[Opening Records provided section]
impl Config {
    fn from_file_config(fc: FileConfig) -> anyhow::Result<Config> {
        let mut cfg = Config {
            admin_addr: fc.admin_addr.trim().to_string(),
            logging: LoggingConfig {
                level: "info".into(),
                format: "text".into(),
                output: "stderr".into(),
                add_source: false,
            },
            server: None,
            balancer: None,
            client: None,
        };

        // --- Logging ---
        if let Some(l) = &fc.logging {
            cfg.logging.level = or_default(&l.level, &cfg.logging.level);
            cfg.logging.format = or_default(&l.format, &cfg.logging.format).to_ascii_lowercase();
            cfg.logging.output = or_default(&l.output, &cfg.logging.output);
            cfg.logging.add_source = l.add_source;
        }

        // --- Server ---
        if let Some(s) = &fc.server {
            let transport = parse_transport(&trimmed(&s.transport)).context("config: server.transport")?;
            cfg.server = Some(ServerConfig {
                listen_addr: or_default(&s.listen_addr, ":1435"),
                domain: or_default(&s.domain, "exposehost.local").to_ascii_lowercase(),
                transport,
                auth_token: trimmed(&s.auth_token),
                public_bind_host: or_default(&s.public_bind_host, "0.0.0.0"),
                heartbeat_interval: millis(s.heartbeat_interval_ms, 5000),
                callback_timeout: millis(s.callback_timeout_ms, 5000),
                tls: TlsServerConfig {
                    cert_file: s.tls.as_ref().map(|t| trimmed(&t.cert_file)).unwrap_or_default(),
                    key_file: s.tls.as_ref().map(|t| trimmed(&t.key_file)).unwrap_or_default(),
                },
            });
        }

        // --- Balancer ---
        if let Some(b) = &fc.balancer {
            if cfg.server.is_none() {
                anyhow::bail!("config: [balancer] requires a [server] section for its workers");
            }
            let workers = b.workers.unwrap_or(2);
            if workers <= 0 {
                anyhow::bail!("config: balancer.workers must be at least 1");
            }
            let base = b.worker_base_port.unwrap_or(1436);
            let last = base.checked_add(workers - 1);
            match last {
                Some(last) if base > 0 && last <= i64::from(u16::MAX) => {}
                _ => anyhow::bail!(
                    "config: balancer worker ports from {base} for {workers} workers out of range"
                ),
            }
            if b.worker_ports.contains(&0) {
                anyhow::bail!("config: balancer.worker_ports must not contain 0");
            }
            cfg.balancer = Some(BalancerConfig {
                listen_addr: or_default(&b.listen_addr, ":1435"),
                workers: workers as usize,
                worker_base_port: base as u16,
                worker_ports: b.worker_ports.clone(),
            });
        }

        // --- Client ---
        if let Some(c) = &fc.client {
            if c.server_addr.trim().is_empty() {
                anyhow::bail!("config: client.server_addr is required");
            }
            let transport = parse_transport(&trimmed(&c.transport)).context("config: client.transport")?;
            let protocol: TunnelProtocol = or_default(&c.protocol, "http")
                .parse()
                .map_err(|e: String| anyhow::anyhow!("config: client.protocol: {e}"))?;
            cfg.client = Some(ClientConfig {
                server_addr: c.server_addr.trim().to_string(),
                transport,
                server_name: trimmed(&c.server_name),
                insecure_skip_verify: c.insecure_skip_verify,
                ca_file: trimmed(&c.ca_file),
                auth_token: trimmed(&c.auth_token),
                subdomain: trimmed(&c.subdomain),
                protocol,
                local_addr: c.local_addr.trim().to_string(),
                dial_timeout: millis(c.dial_timeout_ms, 5000),
            });
        }

        if cfg.server.is_none() && cfg.client.is_none() {
            anyhow::bail!("config: nothing to run (add a [server] or [client] section)");
        }

        Ok(cfg)
    }
}

const DEFAULT_CONFIG_TEMPLATE_TOML: &str = r#"# exposehost configuration (auto-generated)
#
# This file was created because exposehost could not find a configuration file
# at the resolved config path. As written it runs a single tunnel server with a
# generated self-signed certificate.
#
# Add a [balancer] section to run the front door with a pool of worker
# processes, or a [client] section to expose a local service.

admin_addr = ":8080"

[logging]
level = "info"
format = "text" # text | json
output = "stderr" # stderr | stdout | discard | <file path>
add_source = false

[server]
listen_addr = ":1435"
domain = "exposehost.local"
transport = "tls" # tls | tcp
auth_token = ""
public_bind_host = "0.0.0.0"
heartbeat_interval_ms = 5000
callback_timeout_ms = 5000

[server.tls]
cert_file = ""
key_file = ""

# [balancer]
# listen_addr = ":1435"
# workers = 2
# worker_base_port = 1436
# worker_ports = [] # externally managed workers; replaces spawning

# [client]
# server_addr = "exposehost.local:1435"
# local_addr = "127.0.0.1:8000"
# subdomain = "demo"
# protocol = "http" # http | tcp
# insecure_skip_verify = true
"#;

const DEFAULT_CONFIG_TEMPLATE_YAML: &str = r#"# exposehost configuration (auto-generated)
#
# This file was created because exposehost could not find a configuration file
# at the resolved config path. As written it runs a single tunnel server with a
# generated self-signed certificate.

admin_addr: ":8080"

logging:
  level: "info"
  format: "text" # text | json
  output: "stderr"
  add_source: false

server:
  listen_addr: ":1435"
  domain: "exposehost.local"
  transport: "tls" # tls | tcp
  auth_token: ""
  public_bind_host: "0.0.0.0"
  heartbeat_interval_ms: 5000
  callback_timeout_ms: 5000
  tls:
    cert_file: ""
    key_file: ""

# balancer:
#   listen_addr: ":1435"
#   workers: 2
#   worker_base_port: 1436
"#;

#[cfg(test)]
mod tests {
    use super::*;

    fn temp_dir(name: &str) -> PathBuf {
        let mut p = std::env::temp_dir();
        let now = std::time::SystemTime::now()
            .duration_since(std::time::UNIX_EPOCH)
            .unwrap_or_default()
            .as_nanos();
        p.push(format!(
            "exposehost_cfg_test_{name}_{}_{}",
            std::process::id(),
            now
        ));
        std::fs::create_dir_all(&p).expect("mkdir");
        p
    }

    #[test]
    fn minimal_server_gets_defaults() {
        let cfg = parse_config("[server]\n", "toml").unwrap();
        let s = cfg.server.unwrap();
        assert_eq!(s.listen_addr, ":1435");
        assert_eq!(s.domain, "exposehost.local");
        assert_eq!(s.transport, "tls");
        assert_eq!(s.heartbeat_interval, Duration::from_secs(5));
        assert_eq!(s.callback_timeout, Duration::from_secs(5));
        assert!(cfg.balancer.is_none());
        assert_eq!(cfg.logging.level, "info");
        assert_eq!(cfg.logging.format, "text");
    }

    #[test]
    fn client_section_parses_protocol_and_transport() {
        let toml = r#"
[client]
server_addr = "exposehost.me:1435"
local_addr = "127.0.0.1:8000"
protocol = "TCP"
transport = "tcp"
subdomain = "demo"
"#;
        let cfg = parse_config(toml, "toml").unwrap();
        let c = cfg.client.unwrap();
        assert_eq!(c.protocol, TunnelProtocol::Tcp);
        assert_eq!(c.transport, "tcp");
        assert_eq!(c.dial_timeout, Duration::from_secs(5));

        let bad = toml.replace("\"TCP\"", "\"udp\"");
        let err = parse_config(&bad, "toml").unwrap_err();
        assert!(format!("{err:#}").contains("client.protocol"));
    }

    #[test]
    fn balancer_validation() {
        let err = parse_config("[balancer]\nworkers = 2\n", "toml").unwrap_err();
        assert!(err.to_string().contains("requires a [server]"));

        let err = parse_config("[server]\n[balancer]\nworkers = 0\n", "toml").unwrap_err();
        assert!(err.to_string().contains("at least 1"));

        let err =
            parse_config("[server]\n[balancer]\nworkers = 3\nworker_base_port = 65534\n", "toml")
                .unwrap_err();
        assert!(err.to_string().contains("out of range"));

        let err = parse_config(
            "[server]\n[balancer]\nworkers = 9223372036854775807\n",
            "toml",
        )
        .unwrap_err();
        assert!(err.to_string().contains("out of range"));

        let err = parse_config("[server]\n[balancer]\nworker_ports = [1436, 0]\n", "toml")
            .unwrap_err();
        assert!(err.to_string().contains("must not contain 0"));

        let cfg = parse_config("[server]\n[balancer]\n", "toml").unwrap();
        let b = cfg.balancer.unwrap();
        assert_eq!((b.workers, b.worker_base_port), (2, 1436));
        assert!(b.worker_ports.is_empty());

        let cfg = parse_config("[server]\n[balancer]\nworker_ports = [2001, 2002]\n", "toml")
            .unwrap();
        assert_eq!(cfg.balancer.unwrap().worker_ports, vec![2001, 2002]);
    }

    #[test]
    fn unknown_fields_and_empty_configs_are_rejected() {
        let err = parse_config("[server]\nlisten = \":1\"\n", "toml").unwrap_err();
        assert!(format!("{err:#}").contains("listen"));

        let err = parse_config("admin_addr = \":8080\"\n", "toml").unwrap_err();
        assert!(err.to_string().contains("nothing to run"));
    }

    #[test]
    fn yaml_is_accepted() {
        let yaml = "server:\n  domain: Example.Test\n  transport: tcp\nlogging:\n  format: JSON\n";
        let cfg = parse_config(yaml, "yaml").unwrap();
        assert_eq!(cfg.server.unwrap().domain, "example.test");
        assert_eq!(cfg.logging.format, "json");
    }

    #[test]
    fn generated_templates_load() {
        let dir = temp_dir("templates");
        for name in ["exposehost.toml", "exposehost.yaml"] {
            let p = dir.join("nested").join(name);
            assert!(ensure_config_file(&p).unwrap());
            assert!(!ensure_config_file(&p).unwrap());
            let cfg = load_config(&p).unwrap();
            assert!(cfg.server.is_some());
            assert_eq!(cfg.admin_addr, ":8080");
        }
        let _ = std::fs::remove_dir_all(&dir);
    }

    #[test]
    fn explicit_dir_resolves_to_config_inside() {
        let dir = temp_dir("resolve");
        std::fs::write(dir.join("exposehost.yml"), "server: {}\n").unwrap();
        let r = resolve_config_path(Some(dir.clone())).unwrap();
        assert_eq!(r.path, dir.join("exposehost.yml"));

        let r = resolve_config_path(Some(dir.join("other"))).unwrap();
        assert_eq!(r.path, dir.join("other.toml"));
        let _ = std::fs::remove_dir_all(&dir);
    }
}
[Closing Records provided section]
▶ About this exercise: Begin with the first line of the records and finish with the line containing "if let Some(l)". Reproduce those lines exactly, both ends included, and nothing else.

▶ Response area:
impl Config {
    fn from_file_config(fc: FileConfig) -> anyhow::Result<Config> {
        let mut cfg = Config {
            admin_addr: fc.admin_addr.trim().to_string(),
            logging: LoggingConfig {
                level: "info".into(),
                format: "text".into(),
                output: "stderr".into(),
                add_source: false,
            },
            server: None,
            balancer: None,
            client: None,
        };

        // --- Logging ---
        if let Some(l) = &fc.logging {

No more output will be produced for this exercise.